A naukowcy nie zawiedli: ten strażnik, składający się ze 175 osób, znakomicie poradził sobie ze swoim zadaniem! Podczas gdy główna armia walczyła w Egipcie, a następnie w Syrii, pięciotysięczny oddział pod dowództwem ulubieńca Korsykanów – generała Deze – wkroczył do Górnego Egiptu na wyspę Elefantyna. Były tam starożytne świątynie, które zostały zbadane i zbadane, a wszystkie najcenniejsze zostały natychmiast wywiezione. Według niektórych historyków na wyspach Elefantyna i File, położonych w delcie Nilu, ukryte były wszystkie najcenniejsze, na których opierało się bogactwo starożytnego Egiptu. Jednak inni uważają, że „wyuczony strażnik” Bonapartego odkrył grób Tutanchamona i wydobył wiele tajemnic ukrytych pod warstwą czasu.

Splądrowana Elefantyna

Czy egipskie mumie podzieliły się swoimi sekretami z wojowniczym Korsykaninem? Jego niesamowita biografia mówi sama za siebie…

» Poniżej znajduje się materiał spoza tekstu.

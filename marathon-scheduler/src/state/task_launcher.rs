// Licensed to the Apache Software Foundation (ASF) under one
// or more contributor license agreements.  See the NOTICE file
// distributed with this work for additional information
// regarding copyright ownership.  The ASF licenses this file
// to you under the Apache License, Version 2.0 (the
// "License"); you may not use this file except in compliance
// with the License.  You may obtain a copy of the License at
//
//   http://www.apache.org/licenses/LICENSE-2.0
//
// Unless required by applicable law or agreed to in writing,
// software distributed under the License is distributed on an
// "AS IS" BASIS, WITHOUT WARRANTIES OR CONDITIONS OF ANY
// KIND, either express or implied.  See the License for the
// specific language governing permissions and limitations
// under the License.

//! Task Launcher (§4.4): turns a matched offer into Mesos operations and
//! updates the Instance Tracker with the outcome.
//!
//! Grounded in `ExecutorManager::register_executor`'s sequencing: persist
//! metadata first, mutate the in-memory view second, return what happened
//! third. Here: record the instance as `Provisioned` in the tracker first,
//! then ask the driver to accept the offer -- on a send failure the
//! instance reverts to `Scheduled` with its incarnation incremented, per
//! §4.4.

use std::sync::Arc;

use marathon_core::error::Result;
use marathon_core::mesos::{MesosDriver, MesosOperation};
use marathon_core::model::ids::{InstanceId, TaskId};
use marathon_core::model::instance::{AgentInfo, Instance};
use marathon_core::model::offer::Offer;
use marathon_core::model::runspec::RunSpecKind;
use uuid::Uuid;

use crate::state::instance_tracker::{InstanceOp, InstanceTracker};
use crate::state::reservation_manager::{self, ReservationDecision};

/// One instance launched as part of a matched offer, before it is handed
/// to the tracker.
pub struct LaunchPlan {
    pub instance: Instance,
    pub operations: Vec<MesosOperation>,
}

/// Build the launch plan for `count` new instances of `run_spec` against
/// `offer`, reusing an existing resident reservation when one applies.
pub fn plan_launch(
    run_spec: &RunSpecKind,
    offer: &Offer,
    count: u32,
    existing_reservation_owner: Option<&Instance>,
) -> Vec<LaunchPlan> {
    let common = run_spec.common();
    let agent_info = AgentInfo {
        agent_id: offer.agent_id.clone(),
        hostname: offer.hostname.clone(),
        region: offer.region.clone(),
        zone: offer.zone.clone(),
        attributes: offer.attributes.clone(),
    };

    (0..count)
        .map(|_| {
            let instance_id = InstanceId::new(&common.id, Uuid::new_v4());
            let mut instance = Instance::new_scheduled(
                instance_id.clone(),
                common.id.clone(),
                common.version,
                marathon_core::utils::timestamp_millis(),
            );
            instance.agent_info = Some(agent_info.clone());
            instance.unreachable_strategy = common.unreachable_strategy;

            let mut operations = Vec::new();
            if common.is_resident() {
                let decision = existing_reservation_owner
                    .map(|owner| reservation_manager::decide(common, owner))
                    .unwrap_or(ReservationDecision::ReserveAndLaunch);
                match decision {
                    ReservationDecision::ReserveAndLaunch => {
                        let mut reservation =
                            reservation_manager::new_reservation(common, offer.agent_id.clone());
                        reservation
                            .labels
                            .insert("marathon-instance-id".to_owned(), instance_id.to_string());

                        for volume in &common.volumes {
                            if let marathon_core::model::resources::Volume::Persistent {
                                container_path,
                                size_mb,
                            } = volume
                            {
                                operations.push(MesosOperation::CreateVolume {
                                    container_path: container_path.clone(),
                                    size_mb: *size_mb,
                                });
                            }
                        }
                        operations.push(MesosOperation::Reserve {
                            labels: reservation.labels.iter().map(|(k, v)| (k.clone(), v.clone())).collect(),
                        });
                        instance.reservation = Some(reservation);
                    }
                    ReservationDecision::RelaunchExisting => {
                        if let Some(owner) = existing_reservation_owner {
                            instance.reservation = owner.reservation.clone();
                        }
                    }
                    ReservationDecision::NotResident => unreachable!("checked common.is_resident() above"),
                }
            }

            let task_id = TaskId::new(instance_id, instance.incarnation);
            operations.push(MesosOperation::Launch {
                task_id: task_id.to_string(),
            });

            LaunchPlan { instance, operations }
        })
        .collect()
}

/// Record the instance as `Provisioned` in the tracker first, then submit
/// the launch plan's operations to Mesos -- crash-safety ordering per
/// §4.4: a crash between the tracker write and the broker call resurfaces
/// as a still-`Provisioned` instance the reconciliation loop can resolve,
/// rather than a Mesos task the tracker never knew about. On a driver
/// failure the instance is reverted to `Scheduled` with an incremented
/// incarnation rather than left in a launching limbo state.
pub async fn launch(
    driver: &Arc<dyn MesosDriver>,
    tracker: &InstanceTracker,
    offer_id: &str,
    plan: LaunchPlan,
) -> Result<()> {
    let mut provisioned = plan.instance.clone();
    provisioned.state.condition = marathon_core::model::task::Condition::Provisioned;
    provisioned.state.since = marathon_core::utils::timestamp_millis();
    tracker.process(InstanceOp::Schedule(provisioned)).await?;

    let filters = marathon_core::mesos::Filters { refuse_seconds: None };
    let result = driver
        .accept_offers(vec![offer_id.to_owned()], plan.operations.clone(), filters)
        .await;

    match result {
        Ok(()) => Ok(()),
        Err(err) => {
            let mut reverted = plan.instance;
            reverted.incarnation += 1;
            reverted.state = marathon_core::model::instance::InstanceState::scheduled(
                marathon_core::utils::timestamp_millis(),
            );
            tracker.process(InstanceOp::RevertTo(reverted)).await?;
            Err(err)
        }
    }
}

#[cfg(test)]
mod test {
    use super::*;
    use marathon_core::model::ids::AbsolutePathId;
    use marathon_core::model::resources::ResourceQuantity;
    use marathon_core::model::runspec::{
        AppSpec, ContainerSpec, KillSelection, RunSpecCommon, UnreachableStrategy, UpgradeStrategy,
    };
    use std::collections::HashMap;

    fn offer() -> Offer {
        Offer {
            offer_id: "o1".into(),
            agent_id: "agent-1".into(),
            hostname: "host-1".into(),
            region: None,
            zone: None,
            attributes: HashMap::new(),
            resources: ResourceQuantity::new(4.0, 1024.0, 100.0, 0.0),
            roles: vec!["*".into()],
            reservation_labels: HashMap::new(),
        }
    }

    fn app(resident: bool) -> RunSpecKind {
        RunSpecKind::App(AppSpec {
            common: RunSpecCommon {
                id: AbsolutePathId::new("/a"),
                version: 1,
                resources: ResourceQuantity::new(1.0, 128.0, 10.0, 0.0),
                role: "*".into(),
                accepted_resource_roles: vec!["*".into()],
                fetch: vec![],
                constraints: vec![],
                health_checks: vec![],
                upgrade_strategy: UpgradeStrategy::default(),
                unreachable_strategy: UnreachableStrategy::default_for_residency(resident),
                kill_selection: KillSelection::default(),
                residency: None,
                volumes: vec![],
                dependencies: vec![],
                instances: 1,
                region_preference: None,
            },
            container: ContainerSpec {
                image: "alpine".into(),
                cmd: None,
                args: vec![],
                env: HashMap::new(),
            },
        })
    }

    #[test]
    fn plan_launch_produces_one_plan_per_requested_instance() {
        let spec = app(false);
        let plans = plan_launch(&spec, &offer(), 3, None);
        assert_eq!(plans.len(), 3);
        for plan in &plans {
            assert!(!plan.operations.is_empty());
            assert_eq!(
                plan.instance.agent_info.as_ref().unwrap().agent_id,
                "agent-1"
            );
        }
    }

    #[test]
    fn non_resident_plan_has_no_reservation() {
        let spec = app(false);
        let plans = plan_launch(&spec, &offer(), 1, None);
        assert!(plans[0].instance.reservation.is_none());
    }
}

Sam dowódca nie marnował czasu na próżno. Istnieją zeznania uczestników kampanii, zgodnie z którymi Napoleon osobiście zbadał piramidę Cheopsa, a nawet spędził tam prawie trzy dni! Kiedy on, blady i smutny, został wyniesiony z kamiennych labiryntów i zapytał: "Co widziałeś?" I słynna randka z mumią Ramzesa II, z którą Korsykanin sam spędził ponad dwie godziny!

Nie sposób przecenić tego, co zebrali francuscy naukowcy w Egipcie – ten ładunek wiedzy i tajemnic doprowadził nie tylko do powstania wielu nowych dziedzin naukowych (np. egiptologia, która zrewolucjonizowała historię), ale także do punktu zwrotnego w życie ludzkości.

Tak więc Napoleon wygrał swoją bitwę na tle egipskich piramid, mimo że 23 sierpnia 1799 r. wraz ze swoim najbliższym kręgiem wsiadł na statek i odpłynął do ojczyzny, pozostawiając armię samym sobie. Ale dowódca, który zrujnował armię i flotę, z jakiegoś powodu wrócił do domu jako triumfator. Został powitany jako zwycięzca i bohater, a po chwili przegrany, który przegrał kampanię wojskową, bezprecedensowo awansował na pierwszego konsula Francji.

Tajemna wiedza wykradziona cywilizacji egipskiej – oto, co stało się jego prawdziwą armią, prowadzącą od zwycięstwa do zwycięstwa.